If de Tocqueville returned to America today, what would his impressions be 180 years later? He would undoubtedly express anxiety over the disintegration of shared values, over lingering racism, extremes of poverty in the midst of ostentatious abundance, the continuing ravages on the environment, homelessness, the state of our public school system, and the national disgrace of having fully 14% of the population able to read at only a below-basic level and another 29% possessing only the most basic literacy skills — never mind widespread ignorance about America’s heritage, history and the world.
He would also surely express his disquietude over the corrosion of public and private ethics and civic morality, and the decline of the quality of our sense of citizenship
Though we continue to see ourselves as “individualists,” the reality of our connected, Internet-driven life seems to have grown more collective and more anonymous. “Individualism” is facing the danger of becoming a mere slogan. The fraying of the social safety net for at-risk families and individuals, the decline of social rituals and self-transcending ideas and ideologies combine to force the individual to create his or her own meaning.
While that is a trend prominent throughout the developed world, the heightened acrimoniousness in our civil discourse and the hardening of divisions across so many levels of our society, especially as they relate to socioeconomic conditions, seem to be increasing at a particularly alarming rate in the United States. Needless to say, we need a moral center. We need to be capable of moral outrage and sensitive to the pain and sorrow of our fellow men and women.

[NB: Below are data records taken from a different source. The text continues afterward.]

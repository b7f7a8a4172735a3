use axum::{
    extract::{FromRef, State},
    http::StatusCode,
    routing::{get, post},
    Json, Router,
};
use lazy_static::lazy_static;
use regex::Regex;
use tracing::{error, info, instrument, warn};

use crate::{
    auth::{
        dto::{LoginRequest, RegisterRequest, TokenResponse},
        jwt::JwtKeys,
        password::hash_password,
        session::{authenticate, ActiveUser, AuthError},
    },
    state::AppState,
    users::{dto::UserResponse, repo::User},
};

pub(crate) fn is_valid_email(email: &str) -> bool {
    lazy_static! {
        static ref EMAIL_RE: Regex = Regex::new(r"^[^@\s]+@[^@\s]+\.[^@\s]+$").unwrap();
    }
    EMAIL_RE.is_match(email)
}

pub fn routes() -> Router<AppState> {
    Router::new()
        .route("/auth/register", post(register))
        .route("/auth/login", post(login))
        .route("/auth/me", get(me))
}

#[instrument(skip(state, payload))]
pub async fn register(
    State(state): State<AppState>,
    Json(payload): Json<RegisterRequest>,
) -> Result<(StatusCode, Json<UserResponse>), (StatusCode, String)> {
    if !is_valid_email(&payload.email) {
        warn!(email = %payload.email, "invalid email");
        return Err((StatusCode::BAD_REQUEST, "Invalid email".into()));
    }
    if payload.name.len() < 2 || payload.name.len() > 100 {
        return Err((
            StatusCode::BAD_REQUEST,
            "Name must be 2-100 characters".into(),
        ));
    }
    if !(18..=120).contains(&payload.age) {
        return Err((StatusCode::BAD_REQUEST, "Age must be 18-120".into()));
    }
    if payload.password.len() < 6 || payload.password.len() > 50 {
        warn!("password length out of bounds");
        return Err((
            StatusCode::BAD_REQUEST,
            "Password must be 6-50 characters".into(),
        ));
    }

    if let Ok(Some(_)) = User::find_by_email(&state.db, &payload.email).await {
        warn!(email = %payload.email, "email already registered");
        return Err((StatusCode::CONFLICT, "Email already registered".into()));
    }

    let hash = hash_password(&payload.password).map_err(|e| {
        error!(error = %e, "hash_password failed");
        (StatusCode::INTERNAL_SERVER_ERROR, e.to_string())
    })?;

    let user = User::create(&state.db, &payload.name, &payload.email, payload.age, &hash)
        .await
        .map_err(|e| {
            error!(error = %e, "create user failed");
            (StatusCode::INTERNAL_SERVER_ERROR, e.to_string())
        })?;

    info!(user_id = %user.id, email = %user.email, "user registered");
    Ok((StatusCode::CREATED, Json(UserResponse::from(user))))
}

#[instrument(skip(state, payload))]
pub async fn login(
    State(state): State<AppState>,
    Json(payload): Json<LoginRequest>,
) -> Result<Json<TokenResponse>, AuthError> {
    let user = authenticate(&state.db, &payload.email, &payload.password)
        .await?
        .ok_or_else(|| {
            warn!(email = %payload.email, "login failed");
            AuthError::InvalidCredentials
        })?;

    let keys = JwtKeys::from_ref(&state);
    let token = keys.sign(&user.email).map_err(AuthError::Internal)?;

    info!(user_id = %user.id, "user logged in");
    Ok(Json(TokenResponse::bearer(token)))
}

#[instrument(skip_all)]
pub async fn me(ActiveUser(user): ActiveUser) -> Json<UserResponse> {
    Json(UserResponse::from(user))
}

#[cfg(test)]
mod tests {
    use super::*;

    #[test]
    fn email_regex_accepts_plausible_addresses() {
        assert!(is_valid_email("a@x.com"));
        assert!(is_valid_email("first.last@sub.example.org"));
    }

    #[test]
    fn email_regex_rejects_malformed_addresses() {
        assert!(!is_valid_email(""));
        assert!(!is_valid_email("no-at-sign"));
        assert!(!is_valid_email("a@b"));
        assert!(!is_valid_email("spaces in@x.com"));
    }
}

However, we cannot be bullish on ethics. It has no bottom line. It is not a commodity. Ethics is acquired. One’s character is formed throughout one’s life. Ethics cannot be bought and cannot be obtained through one or two courses taken in a law, medical or business school. Instead, we have to build meaning into our own life and build it through our commitments.
Our forefathers founded the United States as a land of opportunity, not a land of opportunists. Understanding the difference and acting accordingly is what made the United States a great country. De Tocqueville recognized that unique quality about Americans: the ability to balance their dedication to individual freedom with a commitment to doing their part to advance the common good.
In fact, that is one of the foundational ideas set forth in Democracy in America, in which de Tocqueville predicted that modern socioeconomic developments would, by necessity, promote the cause of equality among individuals and that the legitimacy of power would be based on service to the people and the extent to which a government is free.
One can only hope that in the years to come we will live up to de Tocqueville’s belief that American individualism would both flourish and grow stronger — not simply as a way to enhance the lives of some but as a force that provides opportunities for all who believe that along with rights come responsibilities, and that as Americans, we all share the responsibility for the progress of our nation and its citizens.
This essay is adapted from the author’s May 28, 1987, commencement address at Johns Hopkins University in Baltimore, Maryland.
Takeaways
De Tocqueville recognized that liberty requires constant effort and vigilance, for it is difficult to attain and is easily lost.
While new technologies offer the opportunity to know more about the wider world, they also give us to power to limit interactions to only those that support one's own ideas.
De Tocqueville's <i>Democracy in America</i> was an argument about citizenship — citizens recognizing the desirability of postponing the immediate gratification of their desires.
The United States was founded as a land of opportunity, not a land of opportunists. Understanding the difference is what made it a great country.